By Joanne Friedrick
Security Systems News
July 2003
With the focus increasingly turning to maximum system functionality, the integration of fire control and detection with other building activities such as access control and HVAC operations is taking center stage.
The movement over the past two decades has been toward integrating multiple systems from myriad suppliers rather than following the old model of one-system-fits-all.
Helping fuel this integrated approach had been the need to protect high-value assets related to the adoption of high-tech equipment, noted Greg Turner, director of platforms and legacy systems for Honeywell.
“With the proliferation of high-tech,” he said, “people had high-value functions throughout a building.” These, he added, needed to be protected on many levels, including from smoke, water and fire damage.

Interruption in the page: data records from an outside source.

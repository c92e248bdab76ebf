use serde::{Deserialize, Serialize};
use std::fmt;

/// Attribute a stone pool belongs to (e.g. "fire", "water")
#[derive(Debug, Clone, PartialEq, Eq, Hash, PartialOrd, Ord, Serialize, Deserialize)]
#[serde(transparent)]
pub struct Attribute(pub String);

impl Attribute {
    pub fn new(name: impl Into<String>) -> Self {
        Attribute(name.into())
    }

    pub fn as_str(&self) -> &str {
        &self.0
    }
}

impl From<&str> for Attribute {
    fn from(s: &str) -> Self {
        Attribute(s.to_string())
    }
}

impl From<String> for Attribute {
    fn from(s: String) -> Self {
        Attribute(s)
    }
}

impl fmt::Display for Attribute {
    fn fmt(&self, f: &mut fmt::Formatter<'_>) -> fmt::Result {
        f.write_str(&self.0)
    }
}

/// What a stone ability does to the spender's round
#[derive(Debug, Clone, PartialEq, Eq, Serialize, Deserialize)]
#[serde(tag = "type", rename_all = "snake_case")]
pub enum StoneEffect {
    /// Raise the attack action total
    ExtraAttack { amount: u32 },
    /// Raise the reaction action total
    ExtraReaction { amount: u32 },
    /// Add movement distance
    ExtraMovement { meters: u32 },
    /// Extra dice on the next pool roll
    BonusDice { amount: u32 },
    /// Flat bonus on the next pool roll
    FlatBonus { amount: i32 },
    /// Resolved outside the round ledger; only the cost is paid here
    Narrative,
}

impl Default for StoneEffect {
    fn default() -> Self {
        StoneEffect::Narrative
    }
}

/// A stone ability entry from the catalog
#[derive(Debug, Clone, PartialEq, Eq, Serialize, Deserialize)]
pub struct AbilityDef {
    pub id: String,
    #[serde(default)]
    pub name: String,
    /// Attributes whose stones may pay for this ability; empty means any
    #[serde(default)]
    pub attributes: Vec<Attribute>,
    #[serde(default)]
    pub effect: StoneEffect,
}

impl AbilityDef {
    pub fn new(id: impl Into<String>, effect: StoneEffect) -> Self {
        let id = id.into();
        AbilityDef {
            name: id.clone(),
            id,
            attributes: Vec::new(),
            effect,
        }
    }

    pub fn with_attributes(mut self, attributes: impl IntoIterator<Item = Attribute>) -> Self {
        self.attributes = attributes.into_iter().collect();
        self
    }

    /// Whether stones of `attribute` can pay for this ability
    pub fn allows(&self, attribute: &Attribute) -> bool {
        self.attributes.is_empty() || self.attributes.contains(attribute)
    }
}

To achieve this, Turner said, building operators had to look toward integrating the HVAC side, which could handle smoke management and control, with other life safety and security functions such as the magnetic door locks on access control systems.
“It’s not just an option anymore,” he said. “You have to have the integration of fire and security” with building systems.

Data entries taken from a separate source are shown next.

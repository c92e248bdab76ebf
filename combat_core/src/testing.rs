//! Test fixtures: scripted prompts, recorded broadcasts and a ready session

use crate::error::{PromptError, StoreError};
use crate::ports::{
    Broadcaster, ChoiceContext, ChoiceKind, ChoicePort, ChoiceResult, StaticCharacters,
};
use crate::session::CombatSession;
use crate::stones::StonePool;
use crate::store::{ActorState, MemoryStore, StateStore, StateUpdate};
use crate::types::{ActorId, Participant};
use async_trait::async_trait;
use dice_core::{roll_pool, RollOptions, RollResult, ScriptedFaces};
use rules_core::{AbilityCatalog, AbilityDef, Attribute, StoneEffect};
use std::collections::VecDeque;
use std::sync::{Arc, Mutex};
use tracing_subscriber::EnvFilter;

/// Log to the test writer; filter with RUST_LOG
pub fn init_tracing() {
    let _ = tracing_subscriber::fmt()
        .with_env_filter(EnvFilter::from_default_env())
        .with_test_writer()
        .try_init();
}

pub fn actor(id: &str) -> ActorId {
    ActorId::from(id)
}

/// A single-die roll totalling exactly `total`
pub fn initiative_roll(total: i32) -> RollResult {
    let mut faces = ScriptedFaces::new([1]);
    let options = RollOptions::new().with_flat_bonus(total - 1);
    roll_pool(&mut faces, 1, 1, &options)
}

/// Yields before every read, so concurrent operations on one task
/// interleave between reading a state and writing it back
pub struct YieldingStore {
    inner: Arc<MemoryStore>,
}

#[async_trait]
impl StateStore for YieldingStore {
    async fn get_state(&self, actor: &ActorId) -> Result<ActorState, StoreError> {
        tokio::task::yield_now().await;
        self.inner.get_state(actor).await
    }

    async fn set_state(&self, actor: &ActorId, update: StateUpdate) -> Result<(), StoreError> {
        self.inner.set_state(actor, update).await
    }
}

/// Answers prompts from a queue; an empty queue declines
#[derive(Default)]
pub struct ScriptedChoices {
    answers: Mutex<VecDeque<Result<Option<ChoiceResult>, PromptError>>>,
    prompts: Mutex<Vec<ChoiceContext>>,
}

impl ScriptedChoices {
    pub fn push_answer(&self, answer: Option<ChoiceResult>) {
        self.answers.lock().unwrap().push_back(Ok(answer));
    }

    pub fn push_error(&self, message: &str) {
        self.answers
            .lock()
            .unwrap()
            .push_back(Err(PromptError::Failed(message.to_string())));
    }

    pub fn prompts(&self) -> Vec<ChoiceContext> {
        self.prompts.lock().unwrap().clone()
    }
}

#[async_trait]
impl ChoicePort for ScriptedChoices {
    async fn prompt_choice(
        &self,
        kind: ChoiceKind,
        context: ChoiceContext,
    ) -> Result<Option<ChoiceResult>, PromptError> {
        assert_eq!(context.kind(), kind);
        self.prompts.lock().unwrap().push(context);
        self.answers.lock().unwrap().pop_front().unwrap_or(Ok(None))
    }
}

#[derive(Default)]
pub struct RecordingBroadcaster {
    events: Mutex<Vec<(String, serde_json::Value)>>,
}

impl RecordingBroadcaster {
    pub fn event_types(&self) -> Vec<String> {
        self.events
            .lock()
            .unwrap()
            .iter()
            .map(|(event_type, _)| event_type.clone())
            .collect()
    }
}

impl Broadcaster for RecordingBroadcaster {
    fn notify(&self, event_type: &str, payload: serde_json::Value) {
        self.events
            .lock()
            .unwrap()
            .push((event_type.to_string(), payload));
    }
}

fn test_catalog() -> AbilityCatalog {
    AbilityCatalog::from_defs([
        AbilityDef::new("focus", StoneEffect::Narrative),
        AbilityDef::new("press_the_attack", StoneEffect::ExtraAttack { amount: 1 })
            .with_attributes([Attribute::from("fire")]),
        AbilityDef::new("steady_hand", StoneEffect::BonusDice { amount: 1 }),
        AbilityDef::new("sharpen", StoneEffect::FlatBonus { amount: 2 }),
    ])
    .unwrap()
}

/// Two players (kaede, yuto) and one NPC (oni), each with 5 fire and 3 water stones
pub struct Harness {
    pub session: CombatSession,
    pub store: Arc<MemoryStore>,
    pub choices: Arc<ScriptedChoices>,
    pub events: Arc<RecordingBroadcaster>,
}

impl Harness {
    pub fn new() -> Self {
        init_tracing();
        let store = Arc::new(MemoryStore::new());
        for id in ["kaede", "yuto", "oni"] {
            store.insert(
                id,
                ActorState::new()
                    .with_pool(Attribute::from("fire"), StonePool::new(5))
                    .with_pool(Attribute::from("water"), StonePool::new(3)),
            );
        }

        let choices = Arc::new(ScriptedChoices::default());
        let events = Arc::new(RecordingBroadcaster::default());
        let characters = StaticCharacters::new()
            .with_mastery_rank("kaede", 2)
            .with_mastery_rank("yuto", 1)
            .with_wound_penalty("yuto", 2);

        let session = CombatSession::new(
            vec![
                Participant::player("kaede"),
                Participant::player("yuto"),
                Participant::npc("oni"),
            ],
            Arc::new(YieldingStore {
                inner: store.clone(),
            }),
        )
        .with_catalog(test_catalog())
        .with_choices(choices.clone())
        .with_broadcaster(events.clone())
        .with_characters(Arc::new(characters));

        Harness {
            session,
            store,
            choices,
            events,
        }
    }
}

While the use of such systems is still considered the primary domain of high-asset, high-risk users such as government facilities, airports, big box retailers, high-rise buildings, data centers and museums, the usage is “starting to filter down,” observed Steve Sargent, director of worldwide sales for Keltron Corp.
“The savings are larger with larger customers,” Sargent said, “but it’s filtering down to more cost-conscious users.”
With multiple products coming from various suppliers, the need for communications platforms that allow consistent, reliable user interfaces has emerged. Kate Brew, acting director of product management for GE Interlogix’s access and integration group, said because fire systems “are generally bought when a building is built, a cross vendor approach is important.”
And while suppliers may have been reluctant in the past to share proprietary information to make these interfaces possible, “customers are forcing the issue,” Brew said.
Indeed, Sargent said, while the advent of true open architecture is still a ways off, more companies are open to partnering. By making protocols available, he said, “they open up the (economic) opportunities to themselves.”
Brew said digital video is one area that has already been integrated successfully into building management systems. Fire systems integration is also a logical addition, Brew said, because not only do end users want to visualize what is going on via a control panel, they will also want to access video to see how, why and where a fire started.
Steve Thompson, director of marketing-fire and security at Johnson Controls, concurred that the integration of CCTV with fire systems can allow users to not only inspect after the fact, but as the event happens. This can allow building operators to limit evacuation areas or even spot and control false alarms.
The other main applications for integration of fire detection with building controls, Thompson said, are the use of a single operator control, which provides a “holistic view of all systems in the building…so they can sense more broadly,” as well as the specific ability to manage the flow of smoke and minimize its damage.
Tied in with the building’s HVAC system, the fire system can trap smoke within a particular floor or air can be pressurized in stairwells to aid egress, Thompson explained.
This can be particularly important in situations such as hospitals or nursing homes where evacuation is a costly and even dangerous act.
Honeywell’s Turner noted the integration of fire with access control is another example of the move toward functionality and “actionable integration.”
For example, he said, companies can use muster points, linked to the access control system, so in the event of a fire employees will go to the muster point and check in via badges or cards. Additionally, tie ins with the access control system can let personnel know the location of employees at the time of the event, thus limiting the need to keep managers on the scene looking for potentially missing personnel or sending firefighters into an area unnecessarily.
The ultimate goal, noted GE’s Brew, is to achieve “intelligent building management.” Security technology leaders, she said, are focused on delivering increased functionality and value.
An overriding interest based on return on investment and productivity gains means “even in security, you have to improve on what you’re doing now,” Brew explained.